Report each line of the data that has "push" somewhere in it.
=== Data for the task ===
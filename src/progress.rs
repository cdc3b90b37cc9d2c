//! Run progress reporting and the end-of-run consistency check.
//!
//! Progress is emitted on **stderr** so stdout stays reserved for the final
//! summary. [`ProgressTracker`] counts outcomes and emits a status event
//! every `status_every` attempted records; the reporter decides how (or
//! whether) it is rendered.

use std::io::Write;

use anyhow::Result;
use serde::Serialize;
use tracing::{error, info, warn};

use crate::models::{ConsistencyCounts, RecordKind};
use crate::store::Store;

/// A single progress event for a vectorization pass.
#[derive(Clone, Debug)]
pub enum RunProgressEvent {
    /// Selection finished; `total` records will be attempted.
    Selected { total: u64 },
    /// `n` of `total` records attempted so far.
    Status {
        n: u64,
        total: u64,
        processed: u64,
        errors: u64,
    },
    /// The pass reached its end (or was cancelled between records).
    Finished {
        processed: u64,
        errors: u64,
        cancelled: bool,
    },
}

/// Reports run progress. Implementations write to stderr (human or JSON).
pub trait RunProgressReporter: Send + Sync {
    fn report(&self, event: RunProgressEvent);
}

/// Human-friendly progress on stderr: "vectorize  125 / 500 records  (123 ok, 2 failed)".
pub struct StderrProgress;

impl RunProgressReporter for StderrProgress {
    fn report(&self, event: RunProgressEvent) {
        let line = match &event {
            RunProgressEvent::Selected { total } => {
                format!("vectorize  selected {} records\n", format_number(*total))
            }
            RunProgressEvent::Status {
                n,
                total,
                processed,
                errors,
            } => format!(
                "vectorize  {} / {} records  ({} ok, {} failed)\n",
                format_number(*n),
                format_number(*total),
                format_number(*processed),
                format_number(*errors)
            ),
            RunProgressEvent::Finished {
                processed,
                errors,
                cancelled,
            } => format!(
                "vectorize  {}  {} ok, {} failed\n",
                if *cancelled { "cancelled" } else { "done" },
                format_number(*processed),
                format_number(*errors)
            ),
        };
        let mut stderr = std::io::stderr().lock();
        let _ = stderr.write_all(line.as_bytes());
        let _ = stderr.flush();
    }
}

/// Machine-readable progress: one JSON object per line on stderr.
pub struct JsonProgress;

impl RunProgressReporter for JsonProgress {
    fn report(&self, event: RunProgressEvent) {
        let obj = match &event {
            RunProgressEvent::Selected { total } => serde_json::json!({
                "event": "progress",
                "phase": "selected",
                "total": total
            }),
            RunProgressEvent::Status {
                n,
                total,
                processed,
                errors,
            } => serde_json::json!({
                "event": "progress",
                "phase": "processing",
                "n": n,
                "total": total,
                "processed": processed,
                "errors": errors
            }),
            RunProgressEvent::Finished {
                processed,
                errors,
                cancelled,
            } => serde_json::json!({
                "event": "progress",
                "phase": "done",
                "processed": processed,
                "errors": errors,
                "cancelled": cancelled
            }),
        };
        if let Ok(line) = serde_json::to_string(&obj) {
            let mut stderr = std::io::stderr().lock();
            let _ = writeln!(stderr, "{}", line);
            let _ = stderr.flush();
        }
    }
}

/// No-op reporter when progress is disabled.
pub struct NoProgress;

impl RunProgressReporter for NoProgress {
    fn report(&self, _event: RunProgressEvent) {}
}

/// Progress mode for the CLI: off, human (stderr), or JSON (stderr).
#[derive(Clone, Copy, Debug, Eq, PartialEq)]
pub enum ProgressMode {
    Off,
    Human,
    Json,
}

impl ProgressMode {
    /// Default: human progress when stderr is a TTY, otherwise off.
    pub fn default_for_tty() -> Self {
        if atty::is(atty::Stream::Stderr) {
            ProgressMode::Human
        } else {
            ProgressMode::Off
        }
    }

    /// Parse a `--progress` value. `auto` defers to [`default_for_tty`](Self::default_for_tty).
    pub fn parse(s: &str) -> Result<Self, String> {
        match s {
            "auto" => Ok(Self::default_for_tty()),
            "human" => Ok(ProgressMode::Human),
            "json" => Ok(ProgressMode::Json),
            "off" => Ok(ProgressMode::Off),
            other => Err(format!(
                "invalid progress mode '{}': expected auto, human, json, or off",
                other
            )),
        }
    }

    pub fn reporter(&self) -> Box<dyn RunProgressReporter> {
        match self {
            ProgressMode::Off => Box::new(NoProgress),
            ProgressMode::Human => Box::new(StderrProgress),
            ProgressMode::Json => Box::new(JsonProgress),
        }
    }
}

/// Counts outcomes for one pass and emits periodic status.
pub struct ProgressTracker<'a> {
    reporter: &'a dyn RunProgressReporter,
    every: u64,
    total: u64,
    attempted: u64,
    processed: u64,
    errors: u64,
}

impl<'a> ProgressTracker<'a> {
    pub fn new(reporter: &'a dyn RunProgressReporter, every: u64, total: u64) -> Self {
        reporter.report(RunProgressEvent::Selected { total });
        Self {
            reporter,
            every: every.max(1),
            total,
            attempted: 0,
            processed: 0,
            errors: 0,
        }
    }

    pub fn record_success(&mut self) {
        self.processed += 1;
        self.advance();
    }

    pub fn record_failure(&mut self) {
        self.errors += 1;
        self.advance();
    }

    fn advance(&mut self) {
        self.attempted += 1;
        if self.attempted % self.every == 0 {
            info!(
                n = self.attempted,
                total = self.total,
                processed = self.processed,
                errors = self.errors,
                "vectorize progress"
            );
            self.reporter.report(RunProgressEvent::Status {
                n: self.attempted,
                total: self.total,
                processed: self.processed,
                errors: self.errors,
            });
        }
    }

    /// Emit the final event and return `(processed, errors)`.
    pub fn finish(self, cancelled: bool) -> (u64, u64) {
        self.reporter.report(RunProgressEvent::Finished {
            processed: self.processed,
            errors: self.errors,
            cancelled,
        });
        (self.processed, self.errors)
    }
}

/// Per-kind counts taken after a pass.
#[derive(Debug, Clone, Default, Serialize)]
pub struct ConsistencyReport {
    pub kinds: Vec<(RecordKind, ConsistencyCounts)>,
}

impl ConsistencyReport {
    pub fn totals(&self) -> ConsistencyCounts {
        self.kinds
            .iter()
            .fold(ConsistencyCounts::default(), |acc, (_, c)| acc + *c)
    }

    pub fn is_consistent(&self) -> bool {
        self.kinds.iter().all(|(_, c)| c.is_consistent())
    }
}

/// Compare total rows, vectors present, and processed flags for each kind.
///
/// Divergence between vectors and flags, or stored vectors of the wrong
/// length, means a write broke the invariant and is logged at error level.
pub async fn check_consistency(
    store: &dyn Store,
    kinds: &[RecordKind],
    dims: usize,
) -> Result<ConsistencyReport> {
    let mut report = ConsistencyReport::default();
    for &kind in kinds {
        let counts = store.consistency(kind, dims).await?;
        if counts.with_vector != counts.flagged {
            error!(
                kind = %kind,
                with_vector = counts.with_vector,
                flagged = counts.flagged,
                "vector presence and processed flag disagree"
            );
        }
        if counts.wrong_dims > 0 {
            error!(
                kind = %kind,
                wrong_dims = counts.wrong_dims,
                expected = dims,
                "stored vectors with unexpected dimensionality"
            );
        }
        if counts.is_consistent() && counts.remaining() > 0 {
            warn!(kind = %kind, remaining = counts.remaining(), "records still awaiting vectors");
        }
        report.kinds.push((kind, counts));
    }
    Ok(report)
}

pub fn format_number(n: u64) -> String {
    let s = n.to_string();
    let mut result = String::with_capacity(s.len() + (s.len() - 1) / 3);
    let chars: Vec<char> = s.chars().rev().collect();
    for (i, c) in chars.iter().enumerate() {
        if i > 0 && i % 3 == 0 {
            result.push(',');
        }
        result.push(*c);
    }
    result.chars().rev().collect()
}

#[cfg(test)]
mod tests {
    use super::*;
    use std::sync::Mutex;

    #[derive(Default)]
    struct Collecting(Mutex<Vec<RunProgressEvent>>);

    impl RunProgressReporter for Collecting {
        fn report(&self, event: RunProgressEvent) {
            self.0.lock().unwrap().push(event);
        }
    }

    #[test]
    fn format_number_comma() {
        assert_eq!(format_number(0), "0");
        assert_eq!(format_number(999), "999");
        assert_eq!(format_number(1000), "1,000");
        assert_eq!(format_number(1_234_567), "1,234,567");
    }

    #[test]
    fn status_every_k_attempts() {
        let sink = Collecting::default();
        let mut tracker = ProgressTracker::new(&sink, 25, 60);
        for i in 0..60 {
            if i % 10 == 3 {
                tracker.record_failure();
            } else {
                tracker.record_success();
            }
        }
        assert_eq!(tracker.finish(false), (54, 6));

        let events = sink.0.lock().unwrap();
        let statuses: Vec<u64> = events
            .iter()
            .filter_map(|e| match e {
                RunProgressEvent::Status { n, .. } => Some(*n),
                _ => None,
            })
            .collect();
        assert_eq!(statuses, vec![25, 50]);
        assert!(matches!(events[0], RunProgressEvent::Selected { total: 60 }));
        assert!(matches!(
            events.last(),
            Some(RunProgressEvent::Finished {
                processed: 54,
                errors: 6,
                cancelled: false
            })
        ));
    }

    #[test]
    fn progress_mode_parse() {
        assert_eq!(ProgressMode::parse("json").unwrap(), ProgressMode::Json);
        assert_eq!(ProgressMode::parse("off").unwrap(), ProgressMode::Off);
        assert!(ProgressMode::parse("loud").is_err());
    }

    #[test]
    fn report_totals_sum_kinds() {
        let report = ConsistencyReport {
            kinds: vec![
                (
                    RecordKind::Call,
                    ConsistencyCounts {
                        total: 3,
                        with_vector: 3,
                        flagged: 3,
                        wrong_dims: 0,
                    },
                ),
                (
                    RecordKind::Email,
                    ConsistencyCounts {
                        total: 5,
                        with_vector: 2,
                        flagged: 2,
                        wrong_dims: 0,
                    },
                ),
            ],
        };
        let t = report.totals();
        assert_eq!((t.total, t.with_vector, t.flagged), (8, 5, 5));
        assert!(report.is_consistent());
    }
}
===
Result for this task.
        report.kinds.push((kind, counts));
            result.push(',');
        result.push(*c);
            self.0.lock().unwrap().push(event);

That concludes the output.